• Problem statement: Which lines below contain "number"? Copy every one of them.

• Data under study:

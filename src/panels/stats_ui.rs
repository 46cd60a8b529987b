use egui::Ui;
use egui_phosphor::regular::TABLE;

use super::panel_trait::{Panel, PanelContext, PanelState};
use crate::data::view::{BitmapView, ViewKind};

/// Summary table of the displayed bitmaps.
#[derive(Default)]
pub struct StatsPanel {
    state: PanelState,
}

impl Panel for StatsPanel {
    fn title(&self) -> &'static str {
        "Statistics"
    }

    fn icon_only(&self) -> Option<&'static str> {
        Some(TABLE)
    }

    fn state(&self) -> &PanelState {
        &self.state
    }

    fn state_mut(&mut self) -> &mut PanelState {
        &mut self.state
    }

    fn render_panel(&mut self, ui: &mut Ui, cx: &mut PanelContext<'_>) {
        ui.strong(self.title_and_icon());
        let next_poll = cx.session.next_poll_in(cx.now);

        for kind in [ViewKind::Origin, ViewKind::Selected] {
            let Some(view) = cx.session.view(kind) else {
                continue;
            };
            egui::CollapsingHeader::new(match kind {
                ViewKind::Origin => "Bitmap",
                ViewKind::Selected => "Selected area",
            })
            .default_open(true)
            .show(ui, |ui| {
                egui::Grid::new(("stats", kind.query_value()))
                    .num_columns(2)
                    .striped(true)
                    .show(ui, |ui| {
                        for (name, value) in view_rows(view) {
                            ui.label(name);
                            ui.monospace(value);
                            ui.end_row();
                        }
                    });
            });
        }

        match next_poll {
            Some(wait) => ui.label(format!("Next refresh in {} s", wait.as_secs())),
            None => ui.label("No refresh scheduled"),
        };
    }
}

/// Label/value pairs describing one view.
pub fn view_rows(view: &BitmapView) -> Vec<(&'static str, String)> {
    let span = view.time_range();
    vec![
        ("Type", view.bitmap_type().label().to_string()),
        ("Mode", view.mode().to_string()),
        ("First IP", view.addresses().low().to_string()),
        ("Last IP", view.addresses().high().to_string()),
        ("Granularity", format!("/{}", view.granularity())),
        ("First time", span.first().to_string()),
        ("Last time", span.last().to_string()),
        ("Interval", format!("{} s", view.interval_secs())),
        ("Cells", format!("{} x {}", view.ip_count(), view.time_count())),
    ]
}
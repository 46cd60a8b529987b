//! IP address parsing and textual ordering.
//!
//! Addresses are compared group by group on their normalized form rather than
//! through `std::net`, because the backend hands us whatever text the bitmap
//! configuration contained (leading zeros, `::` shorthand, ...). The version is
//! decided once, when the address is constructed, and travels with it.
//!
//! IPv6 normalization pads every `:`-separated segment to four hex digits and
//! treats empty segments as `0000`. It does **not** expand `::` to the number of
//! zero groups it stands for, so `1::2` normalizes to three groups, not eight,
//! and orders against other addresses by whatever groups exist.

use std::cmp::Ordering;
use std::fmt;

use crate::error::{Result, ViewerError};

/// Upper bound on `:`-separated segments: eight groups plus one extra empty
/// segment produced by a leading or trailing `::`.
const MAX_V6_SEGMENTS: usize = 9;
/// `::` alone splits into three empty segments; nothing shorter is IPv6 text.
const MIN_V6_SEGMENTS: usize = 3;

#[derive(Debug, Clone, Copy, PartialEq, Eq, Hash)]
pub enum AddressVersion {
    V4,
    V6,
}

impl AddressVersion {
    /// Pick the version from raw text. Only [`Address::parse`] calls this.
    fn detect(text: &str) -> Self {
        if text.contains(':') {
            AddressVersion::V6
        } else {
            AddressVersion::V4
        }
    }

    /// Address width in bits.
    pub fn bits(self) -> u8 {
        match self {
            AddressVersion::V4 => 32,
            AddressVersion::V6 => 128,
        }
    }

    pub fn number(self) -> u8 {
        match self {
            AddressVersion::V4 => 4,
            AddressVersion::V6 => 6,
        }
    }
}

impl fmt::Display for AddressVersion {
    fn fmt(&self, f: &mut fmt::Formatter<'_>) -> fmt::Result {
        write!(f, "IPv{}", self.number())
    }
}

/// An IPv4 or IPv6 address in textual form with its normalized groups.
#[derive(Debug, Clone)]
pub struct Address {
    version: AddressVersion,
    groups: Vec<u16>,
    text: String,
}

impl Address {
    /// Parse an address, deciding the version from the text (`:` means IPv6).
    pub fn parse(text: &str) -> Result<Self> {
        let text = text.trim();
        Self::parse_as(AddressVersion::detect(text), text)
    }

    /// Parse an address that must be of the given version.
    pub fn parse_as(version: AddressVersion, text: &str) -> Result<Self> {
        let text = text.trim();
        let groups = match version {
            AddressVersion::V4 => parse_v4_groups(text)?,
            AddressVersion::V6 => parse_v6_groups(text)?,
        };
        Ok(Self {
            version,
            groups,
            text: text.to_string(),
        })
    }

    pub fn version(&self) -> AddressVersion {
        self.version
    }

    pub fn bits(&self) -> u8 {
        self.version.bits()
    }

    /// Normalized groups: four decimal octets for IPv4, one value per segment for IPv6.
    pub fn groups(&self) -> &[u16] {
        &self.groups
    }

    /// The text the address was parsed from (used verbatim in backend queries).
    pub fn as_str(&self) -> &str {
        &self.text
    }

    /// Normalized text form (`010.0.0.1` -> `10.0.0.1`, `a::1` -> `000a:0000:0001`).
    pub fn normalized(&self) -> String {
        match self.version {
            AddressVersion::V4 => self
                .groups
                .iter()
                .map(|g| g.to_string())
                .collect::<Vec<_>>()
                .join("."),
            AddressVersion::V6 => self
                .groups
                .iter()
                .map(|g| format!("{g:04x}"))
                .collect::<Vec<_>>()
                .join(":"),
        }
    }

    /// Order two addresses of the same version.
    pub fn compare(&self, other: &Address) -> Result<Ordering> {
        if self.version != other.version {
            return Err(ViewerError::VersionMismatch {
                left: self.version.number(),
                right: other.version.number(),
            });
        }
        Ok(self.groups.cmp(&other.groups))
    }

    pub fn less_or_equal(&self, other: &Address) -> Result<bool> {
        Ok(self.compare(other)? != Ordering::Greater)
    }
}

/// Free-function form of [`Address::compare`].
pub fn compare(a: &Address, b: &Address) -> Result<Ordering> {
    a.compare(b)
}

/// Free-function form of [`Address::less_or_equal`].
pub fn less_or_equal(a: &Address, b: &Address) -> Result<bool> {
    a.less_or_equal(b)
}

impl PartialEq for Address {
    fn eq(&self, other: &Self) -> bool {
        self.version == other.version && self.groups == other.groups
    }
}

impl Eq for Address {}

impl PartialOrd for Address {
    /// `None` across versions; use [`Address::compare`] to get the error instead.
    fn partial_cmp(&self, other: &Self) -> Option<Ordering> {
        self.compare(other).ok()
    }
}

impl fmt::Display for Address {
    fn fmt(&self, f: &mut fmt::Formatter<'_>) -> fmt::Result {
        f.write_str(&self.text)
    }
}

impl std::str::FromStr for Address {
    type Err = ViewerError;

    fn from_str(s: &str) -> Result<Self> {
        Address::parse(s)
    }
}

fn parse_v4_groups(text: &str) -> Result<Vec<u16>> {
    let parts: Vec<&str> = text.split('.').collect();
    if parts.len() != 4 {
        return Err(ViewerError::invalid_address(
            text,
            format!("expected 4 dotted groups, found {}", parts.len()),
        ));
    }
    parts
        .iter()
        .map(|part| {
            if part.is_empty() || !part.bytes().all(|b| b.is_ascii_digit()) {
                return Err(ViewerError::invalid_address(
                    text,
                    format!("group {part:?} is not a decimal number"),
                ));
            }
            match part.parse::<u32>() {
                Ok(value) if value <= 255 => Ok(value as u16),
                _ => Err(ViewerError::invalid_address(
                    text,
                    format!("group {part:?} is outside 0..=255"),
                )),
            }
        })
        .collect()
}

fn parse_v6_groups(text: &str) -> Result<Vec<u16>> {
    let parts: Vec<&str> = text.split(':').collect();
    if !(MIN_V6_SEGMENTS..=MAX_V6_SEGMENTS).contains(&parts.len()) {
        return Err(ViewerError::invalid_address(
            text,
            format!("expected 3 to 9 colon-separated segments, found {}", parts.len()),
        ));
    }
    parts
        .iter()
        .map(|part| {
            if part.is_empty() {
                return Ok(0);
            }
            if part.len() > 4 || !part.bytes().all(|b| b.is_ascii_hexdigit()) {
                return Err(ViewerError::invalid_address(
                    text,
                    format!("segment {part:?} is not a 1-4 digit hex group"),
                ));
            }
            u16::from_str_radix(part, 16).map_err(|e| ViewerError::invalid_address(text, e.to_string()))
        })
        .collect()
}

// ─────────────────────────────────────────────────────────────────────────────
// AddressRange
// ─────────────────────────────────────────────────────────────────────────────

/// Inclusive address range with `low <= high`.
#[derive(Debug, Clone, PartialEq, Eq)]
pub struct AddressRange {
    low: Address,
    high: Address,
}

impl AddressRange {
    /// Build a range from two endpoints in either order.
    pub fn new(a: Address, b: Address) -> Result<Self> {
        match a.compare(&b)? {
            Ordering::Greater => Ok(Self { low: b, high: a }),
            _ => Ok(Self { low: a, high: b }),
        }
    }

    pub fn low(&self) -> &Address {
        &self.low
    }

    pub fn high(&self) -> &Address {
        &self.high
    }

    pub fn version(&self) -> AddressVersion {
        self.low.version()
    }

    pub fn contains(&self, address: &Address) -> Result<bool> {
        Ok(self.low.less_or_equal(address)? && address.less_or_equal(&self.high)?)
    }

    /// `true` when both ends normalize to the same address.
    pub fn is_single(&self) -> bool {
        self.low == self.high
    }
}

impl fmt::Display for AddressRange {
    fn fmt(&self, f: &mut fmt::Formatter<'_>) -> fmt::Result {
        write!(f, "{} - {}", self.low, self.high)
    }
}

• Written response:
//! treats empty segments as `0000`. It does **not** expand `::` to the number of
    pub fn number(self) -> u8 {
        write!(f, "IPv{}", self.number())
                left: self.version.number(),
                right: other.version.number(),
                    format!("group {part:?} is not a decimal number"),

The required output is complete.